Re: One type for all

"RequestFactory is nice if you have access to the backend"

I'm using AutoBeans (which were designed for RequestFactory) to
marshall and unmarshall my model classes on the client side without
having access to the server side. I don't have a JEE server or even a
servlet container as I'm using CouchDB. My models are interfaces
annotated as EJB3 POJOs but also annotated with validations. And I'm
exporting them from CouchDB to an RDBMS using Hibernate. So I have
models that are used for the client side, a NoSQL and an RDBMS.

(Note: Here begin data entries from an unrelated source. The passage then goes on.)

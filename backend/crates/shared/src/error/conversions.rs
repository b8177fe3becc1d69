//! `From` conversions into [`AppError`] and its HTTP rendering.

use super::app_error::AppError;

impl From<serde_json::Error> for AppError {
    fn from(err: serde_json::Error) -> Self {
        if err.is_syntax() || err.is_data() || err.is_eof() {
            AppError::bad_request("Malformed JSON body").with_source(err)
        } else {
            AppError::internal("JSON serialization error").with_source(err)
        }
    }
}

#[cfg(feature = "sqlx")]
impl From<sqlx::Error> for AppError {
    fn from(err: sqlx::Error) -> Self {
        match &err {
            sqlx::Error::RowNotFound => AppError::not_found("Record not found").with_source(err),
            sqlx::Error::PoolTimedOut | sqlx::Error::PoolClosed | sqlx::Error::Io(_) => {
                AppError::service_unavailable("Database unavailable").with_source(err)
            }
            sqlx::Error::Database(db_err) => {
                // https://www.postgresql.org/docs/current/errcodes-appendix.html
                let app_err = match db_err.code().as_deref() {
                    Some("23505") => AppError::conflict("Duplicate key value"),
                    Some("23503") => AppError::conflict("Foreign key violation"),
                    Some("23502") | Some("23514") => AppError::bad_request("Constraint violation"),
                    // insufficient_privilege, also raised by row-security WITH CHECK
                    Some("42501") => AppError::forbidden("Insufficient privilege"),
                    Some(code) if code.starts_with("53") || code.starts_with("57") => {
                        AppError::service_unavailable("Database unavailable")
                    }
                    _ => AppError::internal("Database error"),
                };
                app_err.with_source(err)
            }
            _ => AppError::internal("Database error").with_source(err),
        }
    }
}

#[cfg(feature = "axum")]
impl axum::response::IntoResponse for AppError {
    fn into_response(self) -> axum::response::Response {
        use axum::Json;
        use http::StatusCode;

        let status =
            StatusCode::from_u16(self.status_code()).unwrap_or(StatusCode::INTERNAL_SERVER_ERROR);

        // RFC 7807 problem details
        let body = serde_json::json!({
            "type": format!("https://httpstatuses.io/{}", self.status_code()),
            "title": self.kind().as_str(),
            "status": self.status_code(),
            "detail": self.message(),
            "action": self.action(),
        });

        (status, Json(body)).into_response()
    }
}
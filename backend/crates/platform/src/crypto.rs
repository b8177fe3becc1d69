//! Cryptographic Utilities

use rand::{RngCore, rngs::OsRng};
use sha2::{Digest, Sha256};
use thiserror::Error;

/// The OS random source refused to produce bytes.
#[derive(Debug, Error)]
#[error("secure random source unavailable: {0}")]
pub struct EntropyError(#[from] rand::Error);

/// Fill `len` bytes from the OS CSPRNG.
pub fn try_random_bytes(len: usize) -> Result<Vec<u8>, EntropyError> {
    let mut bytes = vec![0u8; len];
    OsRng.try_fill_bytes(&mut bytes)?;
    Ok(bytes)
}

/// `len` random bytes, lowercase hex encoded (`2 * len` chars).
pub fn random_hex(len: usize) -> Result<String, EntropyError> {
    try_random_bytes(len).map(hex::encode)
}

pub fn sha256(data: &[u8]) -> [u8; 32] {
    let mut hasher = Sha256::new();
    hasher.update(data);
    hasher.finalize().into()
}

pub fn sha256_hex(data: &[u8]) -> String {
    hex::encode(sha256(data))
}

#[cfg(test)]
mod tests {
    use super::*;

    #[test]
    fn test_sha256_known_values() {
        assert_eq!(
            sha256_hex(b""),
            "e3b0c44298fc1c149afbf4c8996fb92427ae41e4649b934ca495991b7852b855"
        );
        assert_eq!(
            sha256_hex(b"hello"),
            "2cf24dba5fb0a30e26e83b2ac5b9e29e1b161e5c1fa7425e73043362938b9824"
        );
    }

    #[test]
    fn test_random_hex_shape() {
        let token = random_hex(32).unwrap();
        assert_eq!(token.len(), 64);
        assert!(token.chars().all(|c| c.is_ascii_hexdigit() && !c.is_ascii_uppercase()));
        assert_ne!(token, random_hex(32).unwrap());
    }
}
//! Password Value Objects
//!
//! Domain wrappers over `platform::password`. [`RawPassword`] is user input,
//! [`UserPassword`] is what gets stored.

use kernel::error::app_error::{AppError, AppResult};
use platform::password::{ClearTextPassword, HashedPassword, PasswordPolicyError};
use std::fmt;
use std::sync::OnceLock;

// ============================================================================
// Raw Password (User Input)
// ============================================================================

/// Clear text from a request body. Zeroized on drop.
pub struct RawPassword(ClearTextPassword);

impl RawPassword {
    /// New password chosen by the user: must satisfy the password policy.
    pub fn new(raw: String) -> AppResult<Self> {
        ClearTextPassword::new(raw)
            .map(Self)
            .map_err(|e| match e {
                PasswordPolicyError::TooShort { min, .. } => {
                    AppError::bad_request(format!("Password must be at least {min} characters"))
                        .with_action("Please choose a longer password")
                }
                PasswordPolicyError::TooLong { max, .. } => {
                    AppError::bad_request(format!("Password must be at most {max} characters"))
                        .with_action("Please choose a shorter password")
                }
                PasswordPolicyError::EmptyOrWhitespace => {
                    AppError::bad_request("Password cannot be empty")
                        .with_action("Please enter a password")
                }
                PasswordPolicyError::InvalidCharacter => {
                    AppError::bad_request("Password contains invalid characters")
                        .with_action("Please remove any control characters")
                }
                PasswordPolicyError::CommonPattern => {
                    AppError::bad_request("Password is too common or follows a predictable pattern")
                        .with_action("Please choose a more unique password")
                }
            })
    }

    /// Login attempt. No policy: a password that predates a policy change
    /// must still be checkable against its hash.
    pub fn attempt(raw: String) -> Self {
        Self(ClearTextPassword::unchecked(raw))
    }
}

impl fmt::Debug for RawPassword {
    fn fmt(&self, f: &mut fmt::Formatter<'_>) -> fmt::Result {
        f.debug_tuple("RawPassword").field(&"[REDACTED]").finish()
    }
}

// ============================================================================
// User Password (Hashed)
// ============================================================================

#[derive(Clone, PartialEq, Eq)]
pub struct UserPassword(HashedPassword);

/// Hash of a random throwaway password, built on first use.
static DECOY: OnceLock<Option<UserPassword>> = OnceLock::new();

impl UserPassword {
    pub fn from_raw(raw: &RawPassword, pepper: Option<&[u8]>) -> AppResult<Self> {
        raw.0
            .hash(pepper)
            .map(Self)
            .map_err(|e| AppError::internal("Failed to hash password").with_source(e))
    }

    pub fn from_db(phc: impl Into<String>) -> AppResult<Self> {
        HashedPassword::from_phc_string(phc)
            .map(Self)
            .map_err(|e| AppError::internal("Stored password hash is corrupt").with_source(e))
    }

    pub fn verify(&self, raw: &RawPassword, pepper: Option<&[u8]>) -> bool {
        self.0.verify(&raw.0, pepper)
    }

    pub fn as_phc_string(&self) -> &str {
        self.0.as_phc_string()
    }

    /// Spends one verification's worth of Argon2 work against a hash no
    /// attempt can match. Sign-in calls this when the identifier resolves
    /// to no account, so both failures take as long.
    pub fn verify_decoy(raw: &RawPassword, pepper: Option<&[u8]>) {
        let decoy = DECOY.get_or_init(|| {
            let throwaway = platform::crypto::random_hex(32).ok()?;
            Self::from_raw(&RawPassword::attempt(throwaway), None).ok()
        });
        match decoy {
            Some(decoy) => {
                decoy.verify(raw, pepper);
            }
            None => tracing::warn!("Decoy password hash unavailable"),
        }
    }
}

impl fmt::Debug for UserPassword {
    fn fmt(&self, f: &mut fmt::Formatter<'_>) -> fmt::Result {
        f.debug_tuple("UserPassword").field(&"[HASH]").finish()
    }
}

#[cfg(test)]
mod tests {
    use super::*;

    #[test]
    fn policy_errors_become_bad_requests() {
        let err = RawPassword::new("short".into()).unwrap_err();
        assert_eq!(err.status_code(), 400);
        assert!(err.message().contains("at least 8"));
    }

    #[test]
    fn attempt_skips_policy_but_verifies() {
        let stored = UserPassword::from_raw(&RawPassword::new("pw12345678".into()).unwrap(), None)
            .unwrap();
        assert!(stored.verify(&RawPassword::attempt("pw12345678".into()), None));
        assert!(!stored.verify(&RawPassword::attempt("short".into()), None));
    }

    #[test]
    fn decoy_is_built_once_and_rejects_everything() {
        UserPassword::verify_decoy(&RawPassword::attempt("pw12345678".into()), None);
        let decoy = DECOY.get().and_then(Option::as_ref).unwrap().clone();
        assert!(decoy.as_phc_string().starts_with("$argon2id$"));
        assert!(!decoy.verify(&RawPassword::attempt("pw12345678".into()), None));

        UserPassword::verify_decoy(&RawPassword::attempt("other".into()), Some(&b"pepper"[..]));
        assert_eq!(DECOY.get().and_then(Option::as_ref), Some(&decoy));
    }

    #[test]
    fn from_db_rejects_garbage() {
        assert!(UserPassword::from_db("plaintext").is_err());
    }
}
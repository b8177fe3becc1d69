//! Post value objects

use kernel::error::app_error::{AppError, AppResult};
use serde::Serialize;

pub const MAX_TITLE_CHARS: usize = 200;
pub const MAX_BODY_CHARS: usize = 50_000;

/// Trimmed, 1 to 200 characters.
#[derive(Debug, Clone, PartialEq, Eq, Serialize)]
#[serde(transparent)]
pub struct PostTitle(String);

impl PostTitle {
    pub fn new(raw: impl AsRef<str>) -> AppResult<Self> {
        let title = raw.as_ref().trim();
        if title.is_empty() {
            return Err(AppError::bad_request("Title is required"));
        }
        let chars = title.chars().count();
        if chars > MAX_TITLE_CHARS {
            return Err(AppError::bad_request(format!(
                "Title must be at most {MAX_TITLE_CHARS} characters (got {chars})"
            )));
        }
        Ok(Self(title.to_string()))
    }

    pub fn from_db(title: String) -> Self {
        Self(title)
    }

    pub fn as_str(&self) -> &str {
        &self.0
    }
}

/// Free text up to 50 000 characters. May be empty.
#[derive(Debug, Clone, PartialEq, Eq, Serialize)]
#[serde(transparent)]
pub struct PostBody(String);

impl PostBody {
    pub fn new(raw: String) -> AppResult<Self> {
        let chars = raw.chars().count();
        if chars > MAX_BODY_CHARS {
            return Err(AppError::bad_request(format!(
                "Body must be at most {MAX_BODY_CHARS} characters (got {chars})"
            )));
        }
        Ok(Self(raw))
    }

    pub fn from_db(body: String) -> Self {
        Self(body)
    }

    pub fn as_str(&self) -> &str {
        &self.0
    }
}

#[cfg(test)]
mod tests {
    use super::*;

    #[test]
    fn test_title_is_trimmed() {
        assert_eq!(PostTitle::new("  Day one \n").unwrap().as_str(), "Day one");
    }

    #[test]
    fn test_blank_title_is_rejected() {
        assert!(PostTitle::new("").is_err());
        assert!(PostTitle::new("   \t").is_err());
    }

    #[test]
    fn test_title_length_counts_characters() {
        assert!(PostTitle::new("é".repeat(200)).is_ok());
        assert!(PostTitle::new("é".repeat(201)).is_err());
    }

    #[test]
    fn test_body_limit() {
        assert!(PostBody::new(String::new()).is_ok());
        assert!(PostBody::new("a".repeat(MAX_BODY_CHARS)).is_ok());
        let err = PostBody::new("a".repeat(MAX_BODY_CHARS + 1)).unwrap_err();
        assert_eq!(err.status_code(), 400);
    }
}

Think it through ... you'll get there too!

smoyer

On Dec 11, 6:23 am, Ed <post2edb...@gmail.com> wrote:
> I don't think there is a perfect solution currently.
> It all depends on your situation.
>
> The RequestFactory is nice if you have access to the backend, as this
> mechanism requires a "further" integration between the backend and
> frontend. But not everybody has access to this part of the backend but
> merely "the web layer backend" on top of the backend that handles all
> the front-end communication.
> However RequestFactory is very efficient.
>
> If you only want parts of the domain object (DO) to be transfered to
> the front-end (like in my case), you need to create DTO and convert
> DTO <-> DO which costs time to fine tune all and is fragile (make sure
> you test it well). I use Dozer, but had to make my own dozer branch
> due to bugs and extra requirements.
>
> I understood that Java 7 would offer extra DTO functionality, no idea
> what the current status of this is.
>
> - Ed
>
> On Dec 10, 2:50 pm, Thomas Broyer <t.bro...@gmail.com> wrote:
>
>
>
>
>
>
>
> > This is (partly) what RequestFactory tries to solve (vs. GWT-RPC): you no
> > longer use your server-side classes on the client-side, so you don't have
> > the issues of your entities having to be "translatable" by the GWT compiler.
>
> > If you work with JSON (using things like Jackson or GSON on the
> > server-side), you can use AutoBeans on the client-side (you can also use
> > them on the server-side, btw) to easily parse and manipulate the objects
> > (at least a bit more easily than with JsonUtils.safeEval() and JS Overlay
> > Types).
>
> > But if you only add annotations to your classes, there's no reason you
> > couldn't use them on the client-side too; you just have to make sure you
> > have the source code for the annotations on the classpath too.
>
> > Just a suggestion; AutoBean and RequestFactory are not a silver-bullet, and
> > JSOs and GWT-RPC are still viable choices (FYI, Google Groups uses GWT-RPC).